WGXC-90.7 FM
Johns uses worms for radio Saturday
Aug 24, 2012 12:03 am
Bioprinting 1 Documentation - English Version from Travis Johns on Vimeo.
Matt Bua and Sam Sebren host a live program Sat., Aug. 25 from 7-9 p.m. from WGXC's Catskill studio, featuring Travis John's "Bioprinting" project. Audience members are encouraged to turnout in person (344 Main Street, Catskill) to experience the visual aspects of the event. "Bioprinting I – Cold War Aesthetics and Modern Vermiculture" is a generative installation in which biological specimens, namely common earthworms, are utilized to create digital prints by way of re-purposed radio-technology. Travis utilizes a primitive radio device, reverse-engineered to permit the encoding of any two audio signals into a single, modulated output.
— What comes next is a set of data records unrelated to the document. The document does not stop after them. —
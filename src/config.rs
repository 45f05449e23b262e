//! Configuration System
//!
//! Layered loading, lowest precedence first:
//! - `~/.etb.toml` (user defaults)
//! - `./etb.toml` (per-directory settings)
//! - Environment variables (`ETB_` prefix, `__` section separator)
//! - Command-line flags (merged by the binaries, highest precedence)
//!
//! ```toml
//! # etb.toml
//! [node]
//! host = "0.0.0.0"
//! port = 26532
//! data_dir = "/var/lib/etb"
//! rule_files = ["rules/base.etb"]
//! ```

use figment::{
    providers::{Env, Format, Serialized, Toml},
    Figment,
};
use serde::{Deserialize, Serialize};
use std::path::PathBuf;

/// Main configuration struct.
#[derive(Debug, Clone, Default, Serialize, Deserialize)]
pub struct Config {
    #[serde(default)]
    pub node: NodeConfig,
    #[serde(default)]
    pub logging: LoggingConfig,
}

/// Node settings, mirroring the daemon's command-line flags.
#[derive(Debug, Clone, Serialize, Deserialize)]
pub struct NodeConfig {
    /// Listen address.
    #[serde(default = "default_host")]
    pub host: String,

    /// Listen port.
    #[serde(default = "default_port")]
    pub port: u16,

    /// Per-node working directory (blob store, workspace, scratch).
    #[serde(default = "default_data_dir")]
    pub data_dir: PathBuf,

    /// Directory of external wrapper manifests.
    #[serde(default)]
    pub wrappers_dir: Option<PathBuf>,

    /// Rule files loaded as permanent rules at startup.
    #[serde(default)]
    pub rule_files: Vec<PathBuf>,

    /// Log file path; stderr when unset.
    #[serde(default)]
    pub log: Option<PathBuf>,

    /// Overall deadline for one remote delegation, in seconds.
    #[serde(default = "default_remote_deadline")]
    pub remote_deadline_secs: u64,

    /// Transport retries per provider.
    #[serde(default = "default_remote_retries")]
    pub remote_retries: u32,

    /// Engine-level wrapper deadline in seconds; 0 disables it.
    #[serde(default)]
    pub wrapper_deadline_secs: u64,
}

/// Logging configuration.
#[derive(Debug, Clone, Serialize, Deserialize)]
pub struct LoggingConfig {
    /// Log level (trace, debug, info, warn, error).
    #[serde(default = "default_log_level")]
    pub level: String,
}

fn default_host() -> String {
    "127.0.0.1".to_string()
}
fn default_port() -> u16 {
    26532
}
fn default_data_dir() -> PathBuf {
    PathBuf::from("./etb-data")
}
fn default_remote_deadline() -> u64 {
    60
}
fn default_remote_retries() -> u32 {
    3
}
fn default_log_level() -> String {
    "info".to_string()
}

impl Default for NodeConfig {
    fn default() -> Self {
        NodeConfig {
            host: default_host(),
            port: default_port(),
            data_dir: default_data_dir(),
            wrappers_dir: None,
            rule_files: Vec::new(),
            log: None,
            remote_deadline_secs: default_remote_deadline(),
            remote_retries: default_remote_retries(),
            wrapper_deadline_secs: 0,
        }
    }
}

impl Default for LoggingConfig {
    fn default() -> Self {
        LoggingConfig {
            level: default_log_level(),
        }
    }
}

impl Config {
    /// Load from the default locations: user-home config, then
    /// current-directory config, then environment.
    pub fn load() -> Result<Self, figment::Error> {
        let mut figment = Figment::from(Serialized::defaults(Config::default()));
        if let Some(home) = std::env::var_os("HOME") {
            figment = figment.merge(Toml::file(PathBuf::from(home).join(".etb.toml")));
        }
        figment
            .merge(Toml::file("etb.toml"))
            .merge(Env::prefixed("ETB_").split("__"))
            .extract()
    }

    /// Load a specific file (the `--conf` flag), still honouring the
    /// environment on top.
    pub fn from_file(path: &std::path::Path) -> Result<Self, figment::Error> {
        Figment::from(Serialized::defaults(Config::default()))
            .merge(Toml::file(path))
            .merge(Env::prefixed("ETB_").split("__"))
            .extract()
    }

    pub fn engine_config(&self) -> crate::engine::EngineConfig {
        crate::engine::EngineConfig {
            remote_deadline: std::time::Duration::from_secs(self.node.remote_deadline_secs),
            remote_retries: self.node.remote_retries,
            wrapper_deadline: match self.node.wrapper_deadline_secs {
                0 => None,
                secs => Some(std::time::Duration::from_secs(secs)),
            },
        }
    }
}

#[cfg(test)]
mod tests {
    use super::*;

    #[test]
    fn test_default_config() {
        let config = Config::default();
        assert_eq!(config.node.port, 26532);
        assert_eq!(config.node.data_dir, PathBuf::from("./etb-data"));
        assert!(config.node.rule_files.is_empty());
        assert_eq!(config.logging.level, "info");
    }

    #[test]
    fn test_from_file_overrides_defaults() {
        let dir = tempfile::tempdir().unwrap();
        let path = dir.path().join("etb.toml");
        std::fs::write(
            &path,
            "[node]\nport = 9999\nrule_files = [\"a.etb\", \"b.etb\"]\n",
        )
        .unwrap();
        let config = Config::from_file(&path).unwrap();
        assert_eq!(config.node.port, 9999);
        assert_eq!(config.node.rule_files.len(), 2);
        // Untouched keys keep their defaults.
        assert_eq!(config.node.host, "127.0.0.1");
    }

    #[test]
    fn test_engine_config_mapping() {
        let mut config = Config::default();
        config.node.wrapper_deadline_secs = 0;
        assert!(config.engine_config().wrapper_deadline.is_none());
        config.node.wrapper_deadline_secs = 5;
        assert_eq!(
            config.engine_config().wrapper_deadline,
            Some(std::time::Duration::from_secs(5))
        );
    }
}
As inputs, two metallic containers containing approximately thirty earthworms each are affixed to an array pf contact microphones, enabling the movement of the worms to be amplified to a level capable of triggering the radio. Once encoded, the signal from the worms is input into a computer running open-source slow-scan radio software, originally designed to decode imagery from space flights during the Cold War (and still utilized on the International Space Station), though primarily currently used only by a small niche of ham radio operators. As the modulated worm signals are not encoded to fit within the algorithms of any particular radio protocol, the rendered images in turn become abstract chance operations in which a technological/biological symbiosis exists. Travis John's Bioprinting is included in the exhibition "MArk on Main," Masters on Main Street's summer exhibition series in collaboration with The New York Foundation for the Arts’ Curatorial Program from the Greene County Council on the Arts (GCCA). Above, from Travis John:
"Documentation of my Bioprinting I performance from 10.04.2011 at the Centro Cultural de España in San José, Costa Rica. The video itself explains the process, however the short gist of it all is that amplified earthworms are used to render digital prints using re-purposed open-source imaging software and home-built electronics."